Task statement:
How many lines in the records below contain the word "variable"? State only that number.

Supplied material:
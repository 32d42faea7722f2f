//! Error types for loading sources and reading configuration
//!
//! Nothing in the benchmark phase can fail, so the taxonomy only covers the edges of the
//! system: reading a CSV source and interpreting environment configuration.

use std::path::PathBuf;
use thiserror::Error;

/// Failure while reading one tabular source
#[derive(Error, Debug)]
pub enum LoadError {
    /// The source could not be opened or read
    #[error("cannot read {} source {}: {}", .table, .path.display(), .source)]
    Io {
        table: &'static str,
        path: PathBuf,
        #[source]
        source: std::io::Error,
    },

    /// The CSV stream was malformed
    #[error("malformed {table} source at record {record}: {source}")]
    Csv {
        table: &'static str,
        record: usize,
        #[source]
        source: csv::Error,
    },

    /// A column required by the row factory is absent from the header
    #[error("{table} source has no column `{column}`")]
    MissingColumn { table: &'static str, column: &'static str },
}

impl LoadError {
    /// Get the error category for logging
    pub fn category(&self) -> &'static str {
        match self {
            LoadError::Io { .. } => "io",
            LoadError::Csv { .. } => "csv",
            LoadError::MissingColumn { .. } => "missing_column",
        }
    }

    /// Table the failing source was meant to populate
    pub fn table(&self) -> &'static str {
        match self {
            LoadError::Io { table, .. }
            | LoadError::Csv { table, .. }
            | LoadError::MissingColumn { table, .. } => *table,
        }
    }
}

/// Invalid configuration value
#[derive(Error, Debug, Clone, PartialEq, Eq)]
pub enum ConfigError {
    /// The variable holds something that does not parse
    #[error("invalid value `{value}` for {variable}: expected {expected}")]
    InvalidValue { variable: &'static str, value: String, expected: &'static str },
}

impl ConfigError {
    /// Get the error category for logging
    pub fn category(&self) -> &'static str {
        match self {
            ConfigError::InvalidValue { .. } => "configuration",
        }
    }
}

Solution to this exercise:
3